# Self-Tracking For Panic: A Deeper Look

In this post, I apply three statistical and machine learning tools to my panic

recovery journal data: linear regression/correlation, the Fast Fourier

Transform, and maximum entropy modelling.

## First, A Word About Tools #

I suppose it is tempting, if the only tool you have is a hammer, to treat everything as if it were a nail.

## Now, A Necessary Disclaimer #

My experiment has fewer than 50 samples, which is *nowhere near enough to draw
statistically significant conclusions*. That's not the point. The primary

purpose of this post is to

*demonstrate analysis techniques by example*. These

same methods can be wielded on larger datasets, where they are much more

useful.

## Getting Ready #

To follow along with the examples here, you'll need

the excellent Python toolkits

scipy,

matplotlib, and

nltk:

```
$ pip install scipy nltk matplotlib
```

## Linear Regression #

### What? #

Linear regression answers this question:

What is the line that most closely fits this data?

Given points $ P_i = (x_i, y_i) $, the goal is to find the line

$ y = mx + b $ such that some error function is minimized.

A common one is the least squares function:

$$

f(m, b) = \sum_{i} \left(y_i - (mx_i + b)\right)^2

$$

The

Pearson correlation coefficient $ R $ and

p-value $ p $

are also useful here, as they measure *correlation* and *statistical
significance*.

### Why? #

In a self-tracking context, you might ask the following questions:

- Have I been exercising more over time?
- Does exercise affect mood? By how much and in what direction?

Linear regression can help address both questions. However, it can only find

*linear* relationships between datasets. Many dynamic processes are *locally linear*

but not *globally linear*. For instance, there are practical limits to how

much you can exercise in a day, so no linear model with non-zero slope will

accurately capture your exercise duration for all time.

### The Data #

You can see the code for this analysis here. I look at only the first

31 days, that being the largest consecutive run for which I have data.

My alcohol consumption did not decrease over time, but rather stayed fairly

constant: with $ R = 0.0098 $, there is no correlation between alcohol and time.

Sugar consumption is a similar story: although the best-fit slope is slightly

negative, $ R = -0.0671 $ indicates no correlation over time. It seems that my

alcohol and sugar consumption were not modified significantly over the tracking

period.

I decided to graph alcohol and sugar together. It looks like they might be

related, as the peaks in each seem to coincide on several occasions. Let's

test this hypothesis:

The positive slope is more pronounced this time, but

$ R = 0.1624 $ still indicates a small degree of correlation.

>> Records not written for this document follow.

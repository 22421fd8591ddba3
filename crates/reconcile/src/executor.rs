//! Operation executor
//!
//! Re-checks each operation's precondition before acting, so a plan can be
//! replayed safely and check mode reports exactly what apply would change.

use crate::context::ConnectionFactory;
use crate::error::{Error, Result};
use crate::inspect::Inspector;
use crate::operation::Operation;
use crate::sql::ServerVersion;
use crate::types::Mode;

/// Runs operations against the server through scoped sessions.
pub struct Executor<'a> {
    factory: &'a dyn ConnectionFactory,
    inspector: Inspector<'a>,
}

impl<'a> Executor<'a> {
    pub fn new(factory: &'a dyn ConnectionFactory, version: &'a ServerVersion) -> Self {
        Self {
            factory,
            inspector: Inspector::new(factory, version),
        }
    }

    /// Execute one operation. Returns whether it changed (or would change)
    /// the server.
    pub fn execute(&self, operation: &Operation, mode: Mode) -> Result<bool> {
        if !self.precondition_holds(operation)? {
            log::debug!("{operation}: already converged");
            return Ok(false);
        }
        if mode.is_check() {
            log::debug!("{operation}: would change");
            return Ok(true);
        }

        // The user may have appeared since planning; pick create or remap now.
        let refreshed;
        let operation = match operation {
            Operation::CreateUser {
                database,
                user,
                login,
                sid,
                ..
            } => {
                refreshed = Operation::CreateUser {
                    database: database.clone(),
                    user: user.clone(),
                    login: login.clone(),
                    sid: sid.clone(),
                    reassociate: self.inspector.user_exists(user, database)?,
                };
                &refreshed
            }
            other => other,
        };

        log::debug!("{operation}: applying");
        let mut session = self
            .factory
            .connect(operation.database())
            .map_err(|e| wrap(operation, e))?;
        session
            .apply(operation, self.inspector.version())
            .map_err(|e| wrap(operation, e))?;
        Ok(true)
    }

    /// The same predicate the planner used, read fresh.
    fn precondition_holds(&self, operation: &Operation) -> Result<bool> {
        let inspector = &self.inspector;
        match operation {
            Operation::CreateLogin { login, .. } => Ok(!inspector.login_exists(login)?),
            Operation::AlterDefaultDatabase { login, database } => Ok(inspector
                .login_exists(login)?
                && !inspector.default_database_matches(login, Some(database))?),
            Operation::AlterDefaultLanguage { login, language } => Ok(inspector
                .login_exists(login)?
                && !inspector.default_language_matches(login, Some(language))?),
            Operation::AlterPassword { login, password } => Ok(inspector.login_exists(login)?
                && !inspector.password_matches(login, Some(password))?),
            Operation::SetEnabled { login, enabled } => {
                Ok(inspector.is_enabled(login)? != *enabled)
            }
            Operation::DropLogin { login } => inspector.login_exists(login),
            Operation::CreateUser {
                database,
                user,
                login,
                sid,
                ..
            } => Ok(!inspector.user_exists(user, database)?
                || !inspector.user_linked(user, login, sid.as_deref(), database)?),
            Operation::DropUser { database, user } => inspector.user_exists(user, database),
            Operation::CreateRole { database, role } => {
                Ok(!inspector.available_roles(database)?.contains(role))
            }
            Operation::AddRoleMember {
                database,
                user,
                role,
            } => Ok(!inspector.role_memberships(user, database)?.contains(role)),
            Operation::RemoveRoleMember {
                database,
                user,
                role,
            } => Ok(inspector.role_memberships(user, database)?.contains(role)),
        }
    }
}

fn wrap(operation: &Operation, source: Error) -> Error {
    Error::Operation {
        operation: operation.to_string(),
        message: source.to_string(),
    }
}
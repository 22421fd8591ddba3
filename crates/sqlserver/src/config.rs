//! Connection settings.

use reconcile::Password;
use serde::Deserialize;
use std::time::Duration;

/// Where and how to connect.
#[derive(Debug, Clone, Deserialize)]
#[serde(default, deny_unknown_fields)]
pub struct ServerConfig {
    pub host: String,
    pub port: u16,
    pub user: String,
    pub password: Password,
    /// Applies to connecting and to every query
    pub timeout_secs: u64,
    /// Connection attempts before giving up on transient failures
    pub connect_attempts: u32,
    pub application_name: String,
    /// Accept any server certificate
    pub trust_server_certificate: bool,
}

impl Default for ServerConfig {
    fn default() -> Self {
        Self {
            host: "localhost".to_string(),
            port: 1433,
            user: "sa".to_string(),
            password: Password::new(""),
            timeout_secs: 60,
            connect_attempts: 3,
            application_name: "loginsync".to_string(),
            trust_server_certificate: false,
        }
    }
}

impl ServerConfig {
    pub fn new(host: impl Into<String>) -> Self {
        Self {
            host: host.into(),
            ..Self::default()
        }
    }

    pub fn timeout(&self) -> Duration {
        Duration::from_secs(self.timeout_secs)
    }

    pub fn address(&self) -> String {
        format!("{}:{}", self.host, self.port)
    }

    /// Driver configuration for a session scoped to `database`.
    pub(crate) fn tiberius(&self, database: &str) -> tiberius::Config {
        let mut config = tiberius::Config::new();
        config.host(&self.host);
        config.port(self.port);
        config.database(database);
        config.application_name(&self.application_name);
        config.authentication(tiberius::AuthMethod::sql_server(
            &self.user,
            self.password.expose(),
        ));
        if self.trust_server_certificate {
            config.trust_cert();
        }
        config
    }
}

We can also look

at the p-value: with $ p = 0.3827 $, it is fairly easy to write this off as

a random effect.

Finally, let's take another look at a question from

a previous blog post:

On days where I drink heavily, do I drink less the day after?

There's a negative slope there, but the correlation and p-value statistics are

in the same uncertain zone as before. I likely need more data to investigate

these last two effects properly.

## Fast Fourier Transform #

### What? #

Fourier analysis answers this question:

What frequencies comprise this signal?

Given a sequence $ x_n $, a

Discrete Fourier Transform (DFT)

computes

$$

X_k = \sum_{n=0}^{N-1} x_n \cdot e^{\frac{-2 i \pi k n}{N}}

$$

The $ X_k $ encode the amplitude and phase of frequencies

$ \frac{f k}{N} $ Hz, where $ T $ is the time between samples

and $ f = 1 / T $ is the sampling frequency.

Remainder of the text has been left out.